Stereotactic brain anatomy is the study of brain anatomy using a three-dimensional coordinate system. It deals with precise identification and localization of brain structures and distances in space in order to serve to neurosurgery. There are several stereotactic atlases of the human brain. The precision of some of them are submillimetric.
This book introduces the topic focusing on the details of the mathematical basis of stereotactic brain anatomy. A three-dimensional coordinate system is placed with the origin in the MCP (midcommissural point). The axis $z$ points upwards, the axis $x$ points from the right to the left cerebral hemisphere, and the axis $y$ points from AC (anterior commissure) to PC (posterior commissure). An extensive explanation of how to locate these points is given.
The first 4 chapters introduce mathematical features, which are linear algebra facts for three-dimensional
space (cartesian coordinates, lines, planes, distances, etc), and then moves to the application to stereotactic. For instance, planar sections of the brain are sagital if parallel to the $yz$ plane, coronal if parallel to the $xz$ plane, and transverse if parallel to the $xy$ plane. Chapter 5 introduces changes of coordinates by translation and rotation, and also other sets of coordinates, mainly cylindrical and spherical. Applications to locating points in the brain for neurosurgery are reviewed. The last two chapters explain how the stereotactic atlases are produced, by locating different areas of the brain by coordinatizing the regions (via inequalities on the coordinate functions). Every chapter ends with a summary of the issues explained, putting them in relation to mathematical language.

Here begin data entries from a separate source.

//! Gauge HVAC - unit conventions for building energy calculations
//!
//! Extends the default registry with the spellings HVAC practitioners use
//! (`in_H2O`, `ton_ref`, `lb_m`), the thermal resistance and conductance
//! dimensions, and airflow/insulation units (`cfm`, `gpm`, `R_IP`, `U_SI`).
//!
//! The free functions work against one shared, lazily built registry and
//! accept scalars or sequences:
//!
//! ```no_run
//! let si = gauge_hvac::fr_u(70.0, "°F")?;          // kelvin
//! let ip = gauge_hvac::to_u(si, "°F")?;
//! assert!((ip - 70.0).abs() < 1e-9);
//! let flows = gauge_hvac::convert(vec![400.0, 800.0], "cfm", "m**3/s")?;
//! # Ok::<(), gauge_core::UnitError>(())
//! ```

use std::sync::LazyLock;

use gauge_core::{DimensionVector, Result};
use gauge_units::{Magnitude, UnitListing, UnitRegistry};
use tracing::debug;

/// `(existing unit, new alias)`
pub const ALIASES: &[(&str, &str)] = &[
    ("inch_H2O_39F", "in_H2O"),
    ("ton_of_refrigeration", "ton_ref"),
    ("pound", "lb_m"),
    ("force_pound", "lb_f"),
];

/// `(name, dimension expression)`
pub const DIMENSIONS: &[(&str, &str)] = &[
    ("[thermal_resistance]", "[area] * [temperature] / [power]"),
    ("[thermal_conductance]", "[power] / ([area] * [temperature])"),
    ("[volumetric_flow_rate]", "[length] ** 3 / [time]"),
];

/// Unit definitions in table syntax
pub const UNITS: &[&str] = &[
    "cubic_feet_per_minute = cu_ft / min = cfm",
    "gallons_per_minute = gallon / min = gpm",
    "thermal_resistance_SI = m**2*K/W = R_value_SI = R_SI",
    "thermal_resistance_IP = ft**2*degR*h/Btu = R_value_IP = R_IP",
    "thermal_conductance_SI = W/(m**2*K) = U_factor_SI = U_SI",
    "thermal_conductance_IP = Btu/(ft**2*degR*h) = U_factor_IP = U_IP",
];

/// Add the HVAC aliases, dimensions and units to a registry
pub fn extend(registry: &mut UnitRegistry) -> Result<()> {
    for (unit, alias) in ALIASES {
        registry.define_alias(unit, alias)?;
    }
    for (name, expression) in DIMENSIONS {
        registry.define_dimension(name, expression)?;
    }
    for line in UNITS {
        registry.define(line)?;
    }
    debug!(
        aliases = ALIASES.len(),
        dimensions = DIMENSIONS.len(),
        units = UNITS.len(),
        "HVAC units registered"
    );
    Ok(())
}

/// Default registry plus the HVAC extensions
pub fn hvac_registry() -> Result<UnitRegistry> {
    let mut registry = UnitRegistry::new()?;
    extend(&mut registry)?;
    Ok(registry)
}

static REGISTRY: LazyLock<Result<UnitRegistry>> = LazyLock::new(hvac_registry);

/// Shared HVAC registry, built on first use.
///
/// A failed build is kept and returned to every caller.
pub fn registry() -> Result<&'static UnitRegistry> {
    REGISTRY.as_ref().map_err(Clone::clone)
}

/// Convert from the given units to SI reference units
pub fn fr_u<M: Magnitude>(value: M, from_units: &str) -> Result<M::Output> {
    registry()?.to_base(value, from_units)
}

/// Convert from SI reference units to the given units
pub fn to_u<M: Magnitude>(value: M, to_units: &str) -> Result<M::Output> {
    registry()?.from_base(value, to_units)
}

/// Convert between any two units of the same dimension
pub fn convert<M: Magnitude>(value: M, from_units: &str, to_units: &str) -> Result<M::Output> {
    registry()?.convert(value, from_units, to_units)
}

/// Dimensionality of unit text; unknown or malformed text is dimensionless
pub fn get_dimensionality(units: &str) -> DimensionVector {
    match registry() {
        Ok(registry) => registry.dimensionality_of(units),
        Err(_) => DimensionVector::dimensionless(),
    }
}

/// Pretty unit text (`m**2*K/W` -> `K·m²/W`)
pub fn format_units(units: &str) -> Result<String> {
    registry()?.format_units(units)
}

/// Every known unit grouped by dimensionality
pub fn get_unit_list() -> Result<UnitListing> {
    Ok(registry()?.list_units())
}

The book can be helpful to students in medicine and to neuroscientists who want to learn the mathematical facts behind. The mathematics are elementary, but as remarked in the book they are often used mistakenly. The book can be interesting to mathematicians who want to learn applications to real life, and may serve for teaching on applications of linear algebra to undergraduate students in mathematics, biology, and science in general.